Find the line with "not determine home" in the records below. Copy it and every line after it, up to and including the line with "commented-out default and".

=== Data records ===
-- Opening Marker --

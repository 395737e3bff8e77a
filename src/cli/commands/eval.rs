//! hybrank eval - Score retrieval quality against a labelled query set

use std::path::PathBuf;
use std::sync::Arc;

use clap::Args;

use crate::cli::output::{emit_json, render_eval_human, render_eval_tsv};
use crate::cli::{Cli, OutputFormat};
use crate::config::Config;
use crate::corpus;
use crate::error::{HybrankError, Result};
use crate::search::{
    EvalOptions, EvalReport, EvalSet, HybridSearchEngine, ScoringStrategy, SearchMode,
    TermOverlapScorer, evaluate,
};

#[derive(Args, Debug)]
pub struct EvalArgs {
    /// Corpus snapshot (JSON)
    #[arg(long, env = "HYBRANK_CORPUS")]
    pub corpus: PathBuf,

    /// Eval set: JSON Lines of {"q", "gold_urls"}, or a JSON array
    #[arg(long = "set", value_name = "PATH")]
    pub eval_set: PathBuf,

    /// Cutoff for recall@k and nDCG@k
    #[arg(long, short = 'k', default_value_t = 5)]
    pub topk: usize,

    /// Retrieval mode to score; repeat the flag or pass "all"
    #[arg(long, short, default_value = "hybrid")]
    pub mode: Vec<String>,

    /// Rerank the fused pool with the term-overlap scorer
    #[arg(long)]
    pub rerank: bool,

    /// Scoring strategy: balanced, rerank_heavy, fused_only
    #[arg(long, default_value = "balanced")]
    pub strategy: String,

    /// Enable MMR diversification with this lambda (1.0 = relevance only)
    #[arg(long, value_name = "LAMBDA")]
    pub mmr: Option<f32>,
}

/// Expand `all` and parse the rest, keeping first-seen order.
fn parse_modes(names: &[String]) -> Result<Vec<SearchMode>> {
    let mut modes = Vec::new();
    for name in names {
        let expanded = if name.trim().eq_ignore_ascii_case("all") {
            SearchMode::ALL.to_vec()
        } else {
            vec![name.parse()?]
        };
        for mode in expanded {
            if !modes.contains(&mode) {
                modes.push(mode);
            }
        }
    }
    Ok(modes)
}

pub fn run(cli: &Cli, mut config: Config, args: &EvalArgs) -> Result<()> {
    let modes = parse_modes(&args.mode)?;
    let strategy: ScoringStrategy = args.strategy.parse()?;
    if let Some(lambda) = args.mmr {
        config.diversity.enabled = true;
        config.diversity.mmr_lambda = lambda;
    }

    let set = EvalSet::from_path(&args.eval_set)?;
    let engine = HybridSearchEngine::builder(config)
        .corpus(corpus::load(&args.corpus)?)
        .scorer(Arc::new(TermOverlapScorer))
        .build()?;

    let runtime = tokio::runtime::Builder::new_multi_thread()
        .enable_all()
        .build()
        .map_err(|err| HybrankError::Internal(format!("start runtime: {err}")))?;

    let reports = runtime.block_on(async {
        let mut reports: Vec<EvalReport> = Vec::with_capacity(modes.len());
        for mode in &modes {
            let options = EvalOptions {
                k: args.topk,
                mode: *mode,
                rerank: args.rerank,
                strategy,
            };
            reports.push(evaluate(&engine, &set, options).await?);
        }
        Ok::<_, HybrankError>(reports)
    })?;

    match cli.output_format {
        OutputFormat::Json => emit_json(&reports),
        OutputFormat::Tsv => {
            println!("{}", render_eval_tsv(&reports));
            Ok(())
        }
        OutputFormat::Human => {
            println!("{}", render_eval_human(&reports));
            Ok(())
        }
    }
}
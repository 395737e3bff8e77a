//! Shared test utilities for hybrank.
//!
//! Compiled into the library so unit tests, the integration suites and the
//! benches all build engines from the same corpora and doubles.

pub mod doubles;
pub mod fixtures;
pub mod logging;
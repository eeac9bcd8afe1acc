//! # Greeting Screen
//!
//! Heading, name field, and the greeting once one has been derived.
//! The field itself is `NameInput`; this component only lays it out.

use ratatui::Frame;
use ratatui::layout::{Constraint, Layout, Rect};
use ratatui::style::{Color, Modifier, Style};
use ratatui::text::{Line, Span};
use ratatui::widgets::Paragraph;

use crate::tui::component::Component;
use crate::tui::components::NameInput;

pub const HEADING: &str = "Hello there!";
const HINT: &str = "Enter: Greet Me";

pub struct GreetingScreen<'a> {
    /// Derived greeting from core state (empty until the first greet)
    pub greeting: &'a str,
    pub input: &'a mut NameInput,
}

impl Component for GreetingScreen<'_> {
    fn render(&mut self, frame: &mut Frame, area: Rect) {
        use Constraint::{Length, Min};
        let [heading_area, _, input_area, hint_area, _, greeting_area, _] = Layout::vertical([
            Length(1),
            Length(1),
            Length(3),
            Length(1),
            Length(1),
            Length(1),
            Min(0),
        ])
        .areas(area);

        frame.render_widget(
            Line::from(Span::styled(
                HEADING,
                Style::default().add_modifier(Modifier::BOLD),
            )),
            heading_area,
        );

        self.input.focused = true;
        self.input.render(frame, input_area);

        frame.render_widget(
            Line::from(Span::styled(HINT, Style::default().fg(Color::DarkGray))),
            hint_area,
        );

        if !self.greeting.trim().is_empty() {
            let greeting = Paragraph::new(self.greeting).style(
                Style::default()
                    .fg(Color::Green)
                    .add_modifier(Modifier::BOLD),
            );
            frame.render_widget(greeting, greeting_area);
        }
    }
}
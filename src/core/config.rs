//! # Configuration
//!
//! Centralizes all settings with a clear override hierarchy:
//! defaults → config file → env vars → CLI flags.
//!
//! Config lives at `~/.hellodash/config.toml`. If missing on first run, a
//! commented-out default is generated so users can discover all options.
//!
//! Loading and resolution run before the logger exists (the log lives in the
//! configured data dir), so neither logs directly. What they would have said
//! comes back as `ConfigSource` and `ResolvedConfig::warnings`, and `main`
//! logs it once logging is up.

use log::{info, warn};
use serde::{Deserialize, Serialize};
use std::fmt;
use std::fs;
use std::io;
use std::path::{Path, PathBuf};

use crate::core::screen::ScreenId;

// ============================================================================
// Config Structs (all fields Option<T> for sparse TOML)
// ============================================================================

#[derive(Debug, Default, Deserialize, Serialize)]
pub struct HellodashConfig {
    #[serde(default)]
    pub general: GeneralConfig,
    #[serde(default)]
    pub storage: StorageConfig,
    #[serde(default)]
    pub host: HostConfig,
}

#[derive(Debug, Default, Deserialize, Serialize)]
pub struct GeneralConfig {
    pub start_screen: Option<String>,
}

#[derive(Debug, Default, Deserialize, Serialize)]
pub struct StorageConfig {
    /// Where `report.txt` is written (user visible).
    pub report_dir: Option<PathBuf>,
    /// App-private directory for the diagnostic file and the log.
    pub data_dir: Option<PathBuf>,
}

#[derive(Debug, Default, Deserialize, Serialize)]
pub struct HostConfig {
    pub open_command: Option<CommandSpec>,
    pub share_command: Option<CommandSpec>,
}

/// A host command, written either as one whitespace-separated string or as
/// an argument array (needed when an argument contains spaces).
#[derive(Debug, Clone, PartialEq, Eq, Deserialize, Serialize)]
#[serde(untagged)]
pub enum CommandSpec {
    Line(String),
    Args(Vec<String>),
}

impl CommandSpec {
    /// Program followed by its arguments. A `Line` is split on whitespace,
    /// so quotes in it are not interpreted.
    pub fn argv(&self) -> Vec<String> {
        match self {
            CommandSpec::Line(line) => line.split_whitespace().map(str::to_string).collect(),
            CommandSpec::Args(args) => args.clone(),
        }
    }
}

impl From<&str> for CommandSpec {
    fn from(line: &str) -> Self {
        CommandSpec::Line(line.to_string())
    }
}

// ============================================================================
// Defaults
// ============================================================================

pub const APP_DIR_NAME: &str = "hellodash";

#[cfg(target_os = "macos")]
pub const DEFAULT_OPEN_COMMAND: &str = "open";
#[cfg(target_os = "macos")]
pub const DEFAULT_SHARE_COMMAND: &str = "open -R";

#[cfg(target_os = "windows")]
pub const DEFAULT_OPEN_COMMAND: &str = "explorer";
#[cfg(target_os = "windows")]
pub const DEFAULT_SHARE_COMMAND: &str = "explorer";

#[cfg(not(any(target_os = "macos", target_os = "windows")))]
pub const DEFAULT_OPEN_COMMAND: &str = "xdg-open";
#[cfg(not(any(target_os = "macos", target_os = "windows")))]
pub const DEFAULT_SHARE_COMMAND: &str = "xdg-open";

/// `<documents>/hellodash`, falling back to the home directory, then the working directory.
pub fn default_report_dir() -> PathBuf {
    dirs::document_dir()
        .or_else(dirs::home_dir)
        .map(|d| d.join(APP_DIR_NAME))
        .unwrap_or_else(|| PathBuf::from(APP_DIR_NAME))
}

/// `<local data>/hellodash`, falling back to the working directory.
pub fn default_data_dir() -> PathBuf {
    dirs::data_local_dir()
        .map(|d| d.join(APP_DIR_NAME))
        .unwrap_or_else(|| PathBuf::from(APP_DIR_NAME))
}

// ============================================================================
// Resolved Config (concrete values, no Options)
// ============================================================================

#[derive(Debug, Clone)]
pub struct ResolvedConfig {
    pub start_screen: ScreenId,
    pub report_dir: PathBuf,
    pub data_dir: PathBuf,
    pub open_command: CommandSpec,
    pub share_command: CommandSpec,
    /// Problems found while resolving; each fell back to a default.
    pub warnings: Vec<String>,
}

/// Values taken from command-line flags (None = not specified).
#[derive(Debug, Default, Clone)]
pub struct CliOverrides {
    pub start_screen: Option<String>,
    pub report_dir: Option<PathBuf>,
}

// ============================================================================
// Error Type
// ============================================================================

#[derive(Debug)]
pub enum ConfigError {
    Io(std::io::Error),
    Parse(toml::de::Error),
}

impl fmt::Display for ConfigError {
    fn fmt(&self, f: &mut fmt::Formatter<'_>) -> fmt::Result {
        match self {
            ConfigError::Io(e) => write!(f, "config I/O error: {e}"),
            ConfigError::Parse(e) => write!(f, "config parse error: {e}"),
        }
    }
}

impl std::error::Error for ConfigError {}

/// Where the file config came from.
#[derive(Debug)]
pub enum ConfigSource {
    /// Read from an existing file.
    File(PathBuf),
    /// No file existed; a commented default was written.
    Generated(PathBuf),
    /// No file existed and the default could not be written.
    GenerateFailed { path: PathBuf, error: io::Error },
    /// No home directory, so there is no config path.
    NoHome,
}

impl ConfigSource {
    pub fn log(&self) {
        match self {
            ConfigSource::File(path) => info!("Loaded config from {}", path.display()),
            ConfigSource::Generated(path) => {
                info!("No config file found, generated default at {}", path.display())
            }
            ConfigSource::GenerateFailed { path, error } => {
                warn!("Failed to write default config to {}: {}", path.display(), error)
            }
            ConfigSource::NoHome => warn!("Could not determine home directory, using default config"),
        }
    }
}

// ============================================================================
// Loading
// ============================================================================

/// Returns the path to `~/.hellodash/config.toml`.
pub fn config_path() -> Option<PathBuf> {
    dirs::home_dir().map(|h| h.join(".hellodash").join("config.toml"))
}

/// Load config from `path`, or from `~/.hellodash/config.toml` when `path` is None.
///
/// If the file doesn't exist, generates a commented-out default and
/// returns `HellodashConfig::default()`. If it exists but is malformed,
/// returns `ConfigError::Parse`.
pub fn load_config(path: Option<&Path>) -> Result<(HellodashConfig, ConfigSource), ConfigError> {
    let Some(path) = path.map(Path::to_path_buf).or_else(config_path) else {
        return Ok((HellodashConfig::default(), ConfigSource::NoHome));
    };

    if !path.exists() {
        let source = match generate_default_config(&path) {
            Ok(()) => ConfigSource::Generated(path),
            Err(error) => ConfigSource::GenerateFailed { path, error },
        };
        return Ok((HellodashConfig::default(), source));
    }

    let contents = fs::read_to_string(&path).map_err(ConfigError::Io)?;
    let config = parse_config(&contents)?;
    Ok((config, ConfigSource::File(path)))
}

pub fn parse_config(contents: &str) -> Result<HellodashConfig, ConfigError> {
    toml::from_str(contents).map_err(ConfigError::Parse)
}

/// Generates a commented-out default config file at the given path.
fn generate_default_config(path: &Path) -> io::Result<()> {
    let default_content = r#"# hellodash Configuration
# All settings are optional — defaults are used for anything not specified.
# Override hierarchy: defaults → this file → env vars → CLI flags.

# [general]
# start_screen = "greeting"          # "greeting", "dashboard" or "report"

# [storage]
# report_dir = "/home/me/Documents/hellodash"   # Or set HELLODASH_REPORT_DIR
# data_dir = "/home/me/.local/share/hellodash"  # Or set HELLODASH_DATA_DIR

# [host]
# The file path is appended as the last argument. A plain string is split on
# whitespace (quotes are not interpreted); use an array when an argument
# contains spaces, e.g. open_command = ["open", "-a", "Text Edit"].
# open_command = "xdg-open"          # Or set HELLODASH_OPEN_COMMAND
# share_command = "xdg-open"         # Or set HELLODASH_SHARE_COMMAND
"#;

    if let Some(parent) = path.parent() {
        fs::create_dir_all(parent)?;
    }
    fs::write(path, default_content)
}

// ============================================================================
// Resolution
// ============================================================================

/// Resolve the final config by collapsing: defaults → config file → env vars → CLI.
pub fn resolve(config: &HellodashConfig, cli: &CliOverrides) -> ResolvedConfig {
    resolve_with(config, cli, |key| std::env::var(key).ok())
}

/// Same as [`resolve`], with the environment lookup injected.
pub fn resolve_with(
    config: &HellodashConfig,
    cli: &CliOverrides,
    env: impl Fn(&str) -> Option<String>,
) -> ResolvedConfig {
    // Start screen: CLI → env → config → default
    let start_token = cli
        .start_screen
        .clone()
        .or_else(|| env("HELLODASH_START_SCREEN"))
        .or_else(|| config.general.start_screen.clone());
    let mut warnings = Vec::new();
    let start_screen = match start_token {
        Some(token) => token.parse::<ScreenId>().unwrap_or_else(|e| {
            warnings.push(format!("{}; starting on greeting", e));
            ScreenId::Greeting
        }),
        None => ScreenId::default(),
    };

    // Report directory: CLI → env → config → default
    let report_dir = cli
        .report_dir
        .clone()
        .or_else(|| env("HELLODASH_REPORT_DIR").map(PathBuf::from))
        .or_else(|| config.storage.report_dir.clone())
        .unwrap_or_else(default_report_dir);

    // Data directory: env → config → default
    let data_dir = env("HELLODASH_DATA_DIR")
        .map(PathBuf::from)
        .or_else(|| config.storage.data_dir.clone())
        .unwrap_or_else(default_data_dir);

    let open_command = env("HELLODASH_OPEN_COMMAND")
        .map(CommandSpec::Line)
        .or_else(|| config.host.open_command.clone())
        .unwrap_or_else(|| DEFAULT_OPEN_COMMAND.into());

    let share_command = env("HELLODASH_SHARE_COMMAND")
        .map(CommandSpec::Line)
        .or_else(|| config.host.share_command.clone())
        .unwrap_or_else(|| DEFAULT_SHARE_COMMAND.into());

    ResolvedConfig {
        start_screen,
        report_dir,
        data_dir,
        open_command,
        share_command,
        warnings,
    }
}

-- Closing Marker --

=== EXERCISE SOLUTION ===
            ConfigSource::NoHome => warn!("Could not determine home directory, using default config"),
        }
    }
}

// ============================================================================
// Loading
// ============================================================================

/// Returns the path to `~/.hellodash/config.toml`.
pub fn config_path() -> Option<PathBuf> {
    dirs::home_dir().map(|h| h.join(".hellodash").join("config.toml"))
}

/// Load config from `path`, or from `~/.hellodash/config.toml` when `path` is None.
///
/// If the file doesn't exist, generates a commented-out default and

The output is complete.